The 1997 Tostitos Fiesta Bowl game was a post-season college football bowl game between the Kansas State Wildcats and the Syracuse Orangemen on December 31, 1997, at Sun Devil Stadium in Tempe, Arizona. Kansas State defeated Syracuse, 35-18. The game was part of the 1997-1998 Bowl Alliance of the 1997 NCAA Division I-A football season and represented the concluding game of the season for both teams.

==First Quarter==
The Orangemen jumped out to a 3-0 lead on the first of Nate Trout’s three field goals.

==Second Quarter==
Kansas State quarterback Michael Bishop led the Wildcats to three-consecutive touchdowns in the second quarter. Following a failed fake field goal attempt by Syracuse, Bishop completed a 19-yard pass to Darnell McDonald. Bishop then followed with a 12-yard TD rush on their next possession, and ended with a 28-yard completion to Justin Swift on a tight end screen.
Syracuse came back to score 12 points in the final 2:18 to cut the lead to 21–15 at the half.

==Third Quarter==
No scoring occurred.

==Fourth Quarter==
McDonald caught a 77-yard TD play from a long pass along the sidelines, and then followed with a 41-yard reception with 3:17 remaining to seal the game away.

==Aftermath==

===Kansas State===
Bishop threw for four touchdown passes, completing a career-high 14 passes for a career-best 317 yards. He finished the game with 390 yards in total offense including 317 yards passing and 73 yards rushing.

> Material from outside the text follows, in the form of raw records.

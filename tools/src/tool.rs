use async_trait::async_trait;
use kestrel_protocol::ToolExecutionResult;
use tokio_util::sync::CancellationToken;

use crate::spec::ToolSpec;

/// Context passed to every tool invocation: identifies the conversation
/// and delegation depth the call is running under (spec §4.3, §4.5).
#[derive(Debug, Clone)]
pub struct ToolContext {
    pub conversation_id: String,
    /// The turn's `messageId` this call was proposed under (spec §6);
    /// tools that themselves emit correlated events (e.g. a delegation
    /// tool spawning a sub-agent, spec §4.5) need it to stamp
    /// `SubAgent*` events on the right turn.
    pub message_id: String,
    pub delegation_depth: u32,
    /// Set only when the approval protocol resolved the call with
    /// `decision=edit` (spec §4.4); tools interpret this however fits
    /// their own parameters (e.g. rewriting a file path).
    pub edit_instruction: Option<String>,
}

impl ToolContext {
    pub fn new(conversation_id: impl Into<String>) -> Self {
        Self {
            conversation_id: conversation_id.into(),
            message_id: String::new(),
            delegation_depth: 0,
            edit_instruction: None,
        }
    }

    pub fn with_message_id(mut self, message_id: impl Into<String>) -> Self {
        self.message_id = message_id.into();
        self
    }
}

/// One executable capability the orchestrator can dispatch a `ToolCall`
/// to (spec §4.3). Implementations live entirely outside this crate —
/// only the execution contract is specified here (spec §1).
#[async_trait]
pub trait Tool: Send + Sync {
    fn spec(&self) -> &ToolSpec;

    fn name(&self) -> &str {
        &self.spec().name
    }

    fn is_read_only(&self) -> bool {
        self.spec().read_only
    }

    /// Runs the tool. `params` is the already-JSON-decoded `arguments`
    /// string from the originating `ToolCall`. Implementations must
    /// observe `cancel` and return promptly with an `Aborted` result when
    /// it fires (spec §4.3, §5).
    async fn execute(
        &self,
        id: &str,
        params: serde_json::Value,
        ctx: &ToolContext,
        cancel: CancellationToken,
    ) -> ToolExecutionResult;
}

McDonald caught seven of Bishop’s passes for a school-record of 206 yards and three touchdowns. His 77-yard reception in the fourth quarter was the longest in Fiesta Bowl history.

Swift caught a career-high five passes for a career-high 98 yards and one touchdown.

Bishop earned the Offensive Player of the Game award, while KSU linebacker Travis Ochs, was named Defensive Player of the Game after he had an interception and fumble recovery.

===Syracuse===
Quarterback Donovan McNabb threw for 271 yards and ran for 81 yards, but completed just 16 of 39 passes.

Syracuse’s eight-game bowl game win streak had ended.